Ports in different regions take turns to welcome throughput growth with the Asian and Australian markets in downturn. Because of low fuel prices, low interest rates and quantitative easing, European ports managed to maintain a mild recovery momentum. Coupled with the weak demand of the external market, major ports in Europe maintained an annual growth rate at 2.7%, a slight increase compared with 2014. US ports, on the other hand, registered an increase of around 3% as a result of growing local business investment and energy consumption. However, the uncertainty in its political and financial environments injected unstable elements into its port cargo volume growth, as evidenced by the obvious seasonal volatility of its port development over the year. Major ports in Asia only registered less than 1% in 2015, a sharp decrease of nearly 4 points from the level in 2014. The growing momentum in the Asian emerging market has slowed down quite markedly. In particular, some excluding international economy and trade agreements discouraged trade growth demand in Asia to some extent. Australian ports were hit hard by the reduced demand in ore, coal and other large bulk cargoes and the growth was extensively diminished to nearly zero.

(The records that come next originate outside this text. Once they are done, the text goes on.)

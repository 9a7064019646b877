//! Type and binary conversion built-ins: CDBL, CINT, CSNG, CVD, CVI, CVS,
//! MKD$, MKI$, MKS$ (spec §4.G).
//!
//! `CVt`/`MKt$` round-trip through little-endian byte packing of the
//! matching Rust numeric type (`i16`/`f32`/`f64`) rather than the original
//! 8080 floating-point storage format — `CVt(MKt$(v)) == v` still holds,
//! which is the property the spec requires (spec §8).

use super::{arg_f64, arg_str};
use crate::ast::TypeTag;
use crate::error::BasicError;
use crate::value::Value;

pub fn call(name: &str, args: &[Value]) -> Result<Option<Value>, BasicError> {
    let v = match name {
        "CDBL" => args.first().ok_or(BasicError::IllegalFunctionCall)?.coerce(TypeTag::Double)?,
        "CINT" => args.first().ok_or(BasicError::IllegalFunctionCall)?.coerce(TypeTag::Integer)?,
        "CSNG" => args.first().ok_or(BasicError::IllegalFunctionCall)?.coerce(TypeTag::Single)?,
        "MKI$" => {
            let n = arg_f64(args, 0)? as i16;
            Value::Str(bytes_to_string(&n.to_le_bytes()))
        }
        "MKS$" => {
            let n = arg_f64(args, 0)? as f32;
            Value::Str(bytes_to_string(&n.to_le_bytes()))
        }
        "MKD$" => {
            let n = arg_f64(args, 0)?;
            Value::Str(bytes_to_string(&n.to_le_bytes()))
        }
        "CVI" => {
            let bytes = string_to_bytes(arg_str(args, 0)?, 2)?;
            Value::Integer(i16::from_le_bytes([bytes[0], bytes[1]]))
        }
        "CVS" => {
            let bytes = string_to_bytes(arg_str(args, 0)?, 4)?;
            Value::Single(f32::from_le_bytes([bytes[0], bytes[1], bytes[2], bytes[3]]))
        }
        "CVD" => {
            let bytes = string_to_bytes(arg_str(args, 0)?, 8)?;
            let mut arr = [0u8; 8];
            arr.copy_from_slice(&bytes[..8]);
            Value::Double(f64::from_le_bytes(arr))
        }
        _ => return Ok(None),
    };
    Ok(Some(v))
}

fn bytes_to_string(bytes: &[u8]) -> String {
    bytes.iter().map(|&b| b as char).collect()
}

fn string_to_bytes(s: &str, want: usize) -> Result<Vec<u8>, BasicError> {
    let bytes: Vec<u8> = s.chars().map(|c| c as u8).collect();
    if bytes.len() < want {
        return Err(BasicError::IllegalFunctionCall);
    }
    Ok(bytes)
}

#[cfg(test)]
mod tests {
    use super::*;

    #[test]
    fn mki_cvi_round_trips() {
        let packed = call("MKI$", &[Value::Integer(-1234)]).unwrap().unwrap();
        let back = call("CVI", &[packed]).unwrap().unwrap();
        assert_eq!(back, Value::Integer(-1234));
    }

    #[test]
    fn mks_cvs_round_trips() {
        let packed = call("MKS$", &[Value::Single(3.5)]).unwrap().unwrap();
        let back = call("CVS", &[packed]).unwrap().unwrap();
        assert_eq!(back, Value::Single(3.5));
    }

    #[test]
    fn mkd_cvd_round_trips() {
        let packed = call("MKD$", &[Value::Double(2.0_f64.sqrt())]).unwrap().unwrap();
        let back = call("CVD", &[packed]).unwrap().unwrap();
        assert_eq!(back, Value::Double(2.0_f64.sqrt()));
    }

    #[test]
    fn cint_rounds_and_checks_overflow() {
        assert_eq!(call("CINT", &[Value::Double(4.6)]).unwrap().unwrap(), Value::Integer(5));
        assert_eq!(call("CINT", &[Value::Double(1e9)]), Err(BasicError::Overflow));
    }

    #[test]
    fn cvi_on_short_string_is_illegal_function_call() {
        assert_eq!(call("CVI", &[Value::Str("a".into())]), Err(BasicError::IllegalFunctionCall));
    }

    #[test]
    fn unknown_name_returns_none() {
        assert_eq!(call("ABS", &[]).unwrap(), None);
    }
}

It is noteworthy that African ports gradually revealed their economy and trade potential and became the only region enjoying accelerated growth in 2015 because of enhanced investment in infrastructure.


China’s ports see slowed down production activities. In 2015, the throughput of China’s ports at a designated scale or above reached 11.4 billion tons, increasing by 1.8% year on year – a decline of 3 percentage points over the 4.8% of increase in 2014. In the first half of the year, production activities at ports began to show signs of recession because of the constantly reduced domestic investment and consumption drive. Furthermore, the import and export trade receded and the growth impetus of throughput moved to domestic trade. In the second half of the year, the growth rate of containers for domestic trade at China’s ports gradually slowed down, further crippling the port development growth.  


Table 1 Global Top 20 Ports by Cargo Throughput (2015)

UnitMillon Ton


                   Source: Websites of Various Port Authorities, Ministry of Transport of People’s Republic of China.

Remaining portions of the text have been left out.